Ch. 6 – page 162 – “ Competitiveness is far more about doing what customers value than doing what you think you’re good at.”[2]
Many companies focus so much on their core competencies that they fail to see where the market is headed, what customers really want, and how they can successfully compete.
Ch. 7 – page 187 – “An opportunity that excites a small organization simply isn’t large enough to be interesting to a very large one.”[3]
This point was the one that my small internet retail businesses were based upon. I sold niche products with a small following that the larger companies weren’t interested in pursuing. The amount of incremental revenue for the larger companies was not beneficial for them to pursue, whereas, it was for me. As my businesses grew, I found that the same action occurred to me as it was no longer beneficial for me to continue pursuing certain markets.
Ch. 8 – page 217 – “a company’s strategy is what comes out of the resource allocation process, not what goes into it.”[4]
This point was a bit painful to read because it represented a poor decision that I made with one of my online businesses. Cross-Stitches.com sold prefinished cross-stitch products online and did so successfully for several years. Then I started buying cross-stitch patterns and cross-stitch books to sell, thinking that they would complement the prefinished products. Unfortunately, it was a poor decision that had not been fully analyzed. There were dozens more competitors in the cross-stitch pattern market, so my spur-of-the-moment action caused that market to be more competitive and induced pattern retailers to enter into the prefinished market. Worse than that, my resources were tied up in inventory of books and patterns, so I didn’t have the resources to use for other parts of the business. To this day, I’m still convinced that the decision to sell books and patterns was the beginning of my company’s downfall.
Chapter 9 – page 236 – “patient for growth but impatient for profit” [5] and page 258 – “Ventures that are allowed to defer profitability typically never get there.”[6]
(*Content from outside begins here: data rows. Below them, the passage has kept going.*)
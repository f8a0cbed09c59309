//! Workflow-automation webhook transport.

use serde_json::Value;

use super::PushOutcome;

/// POSTs `schema` to `url` and interprets the reply.
pub async fn push(
    http: &reqwest::Client,
    url: &str,
    schema: &Value,
    require_ack: bool,
) -> PushOutcome {
    debug!("POST {url}");
    let response = match http.post(url).json(schema).send().await {
        Ok(r) => r,
        Err(e) => return PushOutcome::failed(format!("Error: {e}")),
    };
    let status = response.status();
    match response.text().await {
        Ok(body) => interpret_response(status.as_u16(), &body, require_ack),
        Err(e) => PushOutcome::failed(format!("Error: {e}")),
    }
}

/// Maps a webhook reply to an outcome.
///
/// Without `require_ack` an empty or non-JSON 2xx body counts as success;
/// with it, only a JSON body with `success` not set to `false` does.
pub fn interpret_response(status: u16, body: &str, require_ack: bool) -> PushOutcome {
    if !(200..300).contains(&status) {
        return PushOutcome::failed(format!("HTTP {status}: {body}"));
    }

    if body.trim().is_empty() {
        if require_ack {
            return PushOutcome::failed(format!(
                "Webhook returned an empty response (HTTP {status}) and require_ack is set"
            ));
        }
        warn!("Webhook returned an empty body, assuming the schema was applied");
        return PushOutcome::ok("Schema pushed successfully (n8n returned empty response)");
    }

    match serde_json::from_str::<Value>(body) {
        Ok(reply) => {
            let success = reply.get("success").and_then(Value::as_bool) != Some(false);
            let message = reply
                .get("message")
                .and_then(Value::as_str)
                .unwrap_or("Schema pushed successfully")
                .to_string();
            PushOutcome {
                success,
                component_id: reply.get("componentId").and_then(super::remote_ids::id_string),
                message,
            }
        }
        Err(_) if require_ack => PushOutcome::failed(format!(
            "Webhook returned a non-JSON response (HTTP {status}) and require_ack is set"
        )),
        Err(_) => {
            warn!("Webhook returned a non-JSON body, assuming the schema was applied");
            PushOutcome::ok(format!("Schema pushed (HTTP {status})"))
        }
    }
}
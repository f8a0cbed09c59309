//! # blokgen
//!
//! Generation pipeline for Storyblok-backed Next.js sites.
//!
//! `blokgen` turns declarative component schemas into CMS component
//! definitions, React component scaffolds and a registration manifest, pushes
//! schemas to the CMS and runs an advisory review over the consuming app.
//!
//! ## Modules
//!
//! - [`schema`] - Schema model, validator, catalog and file store
//! - [`scaffold`] - React component and manifest generation
//! - [`push`] - Webhook and management API transports
//! - [`review`] - Type-check and lint runner
//! - [`orchestrate`] - Validate, scaffold, push and review workflow
//! - [`generate`] - Catalog-driven schema generation
//! - [`testbed`] - Test payloads and pages for components
//! - [`story`] - Content API story inspection
//! - [`config`] - `.blokgen.toml` settings
//! - [`ctx`] - Application context and state management
//! - [`utils`] - Common utilities and helper functions
//!
//! ## Example
//!
//! ```rust,no_run
//! // blokgen is primarily used as a CLI tool
//! // See `blokgen --help` for the available commands
//! ```

/// Tool configuration types.
pub mod config;

/// Application context and state management.
pub mod ctx;

/// Catalog-driven schema generation.
pub mod generate;

/// Validate, scaffold, push and review workflow.
pub mod orchestrate;

/// Remote schema push.
///
/// Delivers stored schemas through a webhook or the management API.
pub mod push;

/// Advisory type-check and lint review.
pub mod review;

/// React component and registration manifest generation.
pub mod scaffold;

/// Component schemas and their storage.
pub mod schema;

/// Content API story inspection.
pub mod story;

/// Test payloads and pages for scaffolded components.
pub mod testbed;

/// Common utilities and helper functions.
pub mod utils;

#[macro_use]
extern crate log;
#[macro_use]
extern crate anyhow;
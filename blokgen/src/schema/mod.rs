//! Component schemas.
//!
//! - [`model`] - typed schema, field and category definitions
//! - [`validator`] - structural checks over raw schema JSON
//! - [`catalog`] - factories for every known component
//! - [`store`] - the on-disk `bloks/` and `nested/` store

pub mod catalog;
pub mod model;
pub mod store;
pub mod validator;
As discussed previously, I had several e-commerce businesses in the early 2000s. At the time, I believed that it was important to grow and grow as fast as possible like other internet businesses were trying to do at the time. I took no salary and put all revenues back into the business to expand our warehouse space, start more e-commerce businesses, purchase more inventory, and pay for more marketing. I was spending and spending and spending every dime that came in so we could get bigger and bigger. I completely ignored profits thinking that they would come someday.
Cross-Stitches.com was the main site that had financed the other businesses and financed our rapid growth. It was a healthy business with growing sales and gross profit margins of 40%. Then in May 2007, our main supplier started its own e-commerce site with aggressive marketing and advertising. Sales plummeted. Cross-Stitches.com was no longer in a position to support the other businesses which were still in the nascent stages of development. I had pushed for growth and not profitability in the subsequent businesses, so I was in the exact same spot as described in Chapter 9 of the book:
“The dilemma of investing for growth is that the character of a firm’s money is good for growth only when the firm is growing healthily. Core businesses that are still growing provide cover for new-growth businesses.” … “It is when growth slows – when senior executives see that the sustaining-innovation pipeline is inadequate to meet investor expectations – that investing to grow becomes hard. The character of the firm’s money changes when new things must get very big very fast, and it won’t allow innovators to do what is needed to grow.”[7]
The new businesses couldn’t survive without assistance from the core business, and the core business couldn’t fund itself. I had to make a very difficult decision to close all of them.
Conclusion
This book is very well-written and contains valuable nuggets of information for any manager. I highly recommend it.